As of Monday morning, 48 children under 10 years old have been diagnosed with the virus, with another 147 under 20 bringing the total in those age brackets to 195. But according to the the R.I. Department of Health, while the number of COVID-19 hospitalizations has topped 200 since April 12, no one under 20 has needed hospital care.
According to Kent Hospital neonatologist and pediatrics director Dr. Nicholas G. Guerina, a few newborns are among the children who tested positive.
“There were some suggestions that infants under 1 year of age could be negatively impacted,” Guerina said. “A few newborns tested positive in Rhode Island, but they did fine.”

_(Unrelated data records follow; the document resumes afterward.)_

//! Local-disk storage for uploaded photos and resumes.
//!
//! Files live under `UPLOAD_DIR/<category>/{uuid}.{ext}` and are served
//! back by the static `/uploads` route. The database stores the path
//! relative to the upload root.

use std::io::Cursor;
use std::path::Path;

use hkv_core::error::CoreError;
use hkv_core::uploads::{
    is_safe_relative_path, relative_upload_path, sanitize_original_name, stored_file_name,
    validate_extension, UploadCategory,
};

use crate::error::{AppError, AppResult};

/// A file written to the upload directory.
#[derive(Debug, Clone)]
pub struct StoredUpload {
    /// Path relative to the upload root, e.g. `images/<uuid>.png`.
    pub relative_path: String,
    /// Sanitised client filename, kept for display.
    pub original_name: String,
    pub size_bytes: i64,
    /// Pixel dimensions, for image uploads.
    pub dimensions: Option<(u32, u32)>,
}

/// Validate and persist an uploaded file.
///
/// Images must decode far enough to report their dimensions; documents are
/// only checked by extension.
pub async fn save_upload(
    upload_root: &Path,
    category: UploadCategory,
    filename: &str,
    data: &[u8],
) -> AppResult<StoredUpload> {
    if data.is_empty() {
        return Err(AppError::BadRequest("Uploaded file is empty".into()));
    }

    let ext = validate_extension(filename, category)?;

    let dimensions = match category {
        UploadCategory::Image => Some(image_dimensions(data).ok_or_else(|| {
            AppError::Core(CoreError::Validation(
                "Uploaded file is not a readable image".into(),
            ))
        })?),
        UploadCategory::Document => None,
    };

    let dir = upload_root.join(category.directory());
    tokio::fs::create_dir_all(&dir)
        .await
        .map_err(|e| AppError::InternalError(e.to_string()))?;

    let stored_name = stored_file_name(&ext);
    tokio::fs::write(dir.join(&stored_name), data)
        .await
        .map_err(|e| AppError::InternalError(e.to_string()))?;

    let relative_path = relative_upload_path(category, &stored_name);
    tracing::debug!(path = %relative_path, size = data.len(), "Stored upload");

    Ok(StoredUpload {
        relative_path,
        original_name: sanitize_original_name(filename),
        size_bytes: data.len() as i64,
        dimensions,
    })
}

/// Remove a previously stored upload. Missing files are ignored; other
/// failures are logged and swallowed so the row deletion still succeeds.
pub async fn remove_upload(upload_root: &Path, relative_path: &str) {
    if !is_safe_relative_path(relative_path) {
        tracing::warn!(path = %relative_path, "Refusing to remove upload outside upload root");
        return;
    }

    match tokio::fs::remove_file(upload_root.join(relative_path)).await {
        Ok(()) => tracing::debug!(path = %relative_path, "Removed upload"),
        Err(e) if e.kind() == std::io::ErrorKind::NotFound => {}
        Err(e) => tracing::warn!(path = %relative_path, error = %e, "Failed to remove upload"),
    }
}

/// Read image dimensions from the header without decoding pixel data.
pub fn image_dimensions(data: &[u8]) -> Option<(u32, u32)> {
    image::ImageReader::new(Cursor::new(data))
        .with_guessed_format()
        .ok()?
        .into_dimensions()
        .ok()
}

#[cfg(test)]
mod tests {
    use super::*;

    fn png_bytes(width: u32, height: u32) -> Vec<u8> {
        let img = image::RgbImage::new(width, height);
        let mut out = Cursor::new(Vec::new());
        img.write_to(&mut out, image::ImageFormat::Png).unwrap();
        out.into_inner()
    }

    #[test]
    fn reads_png_dimensions() {
        assert_eq!(image_dimensions(&png_bytes(7, 3)), Some((7, 3)));
        assert_eq!(image_dimensions(b"not an image"), None);
    }

    #[tokio::test]
    async fn saves_image_under_category_directory() {
        let dir = tempfile::tempdir().unwrap();
        let stored = save_upload(dir.path(), UploadCategory::Image, "../Temple.PNG", &png_bytes(2, 2))
            .await
            .unwrap();

        assert!(stored.relative_path.starts_with("images/"));
        assert!(stored.relative_path.ends_with(".png"));
        assert_eq!(stored.original_name, "Temple.PNG");
        assert_eq!(stored.dimensions, Some((2, 2)));
        assert!(dir.path().join(&stored.relative_path).exists());

        remove_upload(dir.path(), &stored.relative_path).await;
        assert!(!dir.path().join(&stored.relative_path).exists());
    }

    #[tokio::test]
    async fn rejects_fake_images_and_empty_files() {
        let dir = tempfile::tempdir().unwrap();
        let err = save_upload(dir.path(), UploadCategory::Image, "x.jpg", b"text")
            .await
            .unwrap_err();
        assert!(matches!(err, AppError::Core(CoreError::Validation(_))));

        let err = save_upload(dir.path(), UploadCategory::Document, "cv.pdf", b"")
            .await
            .unwrap_err();
        assert!(matches!(err, AppError::BadRequest(_)));
    }

    #[tokio::test]
    async fn documents_are_not_decoded() {
        let dir = tempfile::tempdir().unwrap();
        let stored = save_upload(dir.path(), UploadCategory::Document, "cv.pdf", b"%PDF-1.4")
            .await
            .unwrap();
        assert!(stored.relative_path.starts_with("documents/"));
        assert_eq!(stored.dimensions, None);
        assert_eq!(stored.size_bytes, 8);
    }
}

Bryant University science and technology professor Kirsten Hokeness said the local results for people under 20 follow the international trend of coronavirus impacting the older population more severely.
“It’s not necessarily a surprise,” Hokeness said.
She added that it offers an opportunity to better understand how the disease works, with one theory aimed at the number or strength of “receptors” in the young versus the old.
The virus “unlocks” the receptors in order to infect the body, Hokeness explained.
“So it’s a possibility that the level of the degree of the receptor changes over time,” Hokeness said. “And so if children have less of that receptor, less of that lock, the virus won’t be able to infect to the great degree that it does in older adults.”
Hokeness also expects research to focus on the difference in immune systems among various age groups.
“Is there a level of immune fatigue that older individuals are displaying where their immune system is not kept in check as well as it is for children?” Hokeness said. “Is that what tips the scale for older individuals and the impact on their respiratory system?”
Hokeness said answers to those and other questions are many months away.
Hokeness and Guerina agreed COVID-19 is behaving differently than its viral cousin SARS or influenza — both of which attack younger as well as older patients more severely.
“For some reason, this virus is not impacting our younger population,” Guerina said. “That’s not to say they can’t get sick. It’s just been much less of a problem from children all the way down to infants.”
Guerina said the one similarity with all age groups including children is underlying health conditions will often make the infection worse.
According to Department of Health data, COVID-19 hospitalizations and deaths start to climb sharply with patients in their 50s, with 79% of the confirmed cases and nearly all of the fatalities involving Rhode Islanders who were 50 or older.
Since the state’s first confirmed case on March 1, Rhode Islanders ages 20 to 49 make up 21% of the total hospitalized, with 3% in their 20s, 5% in their 30s and 13% in their 40s.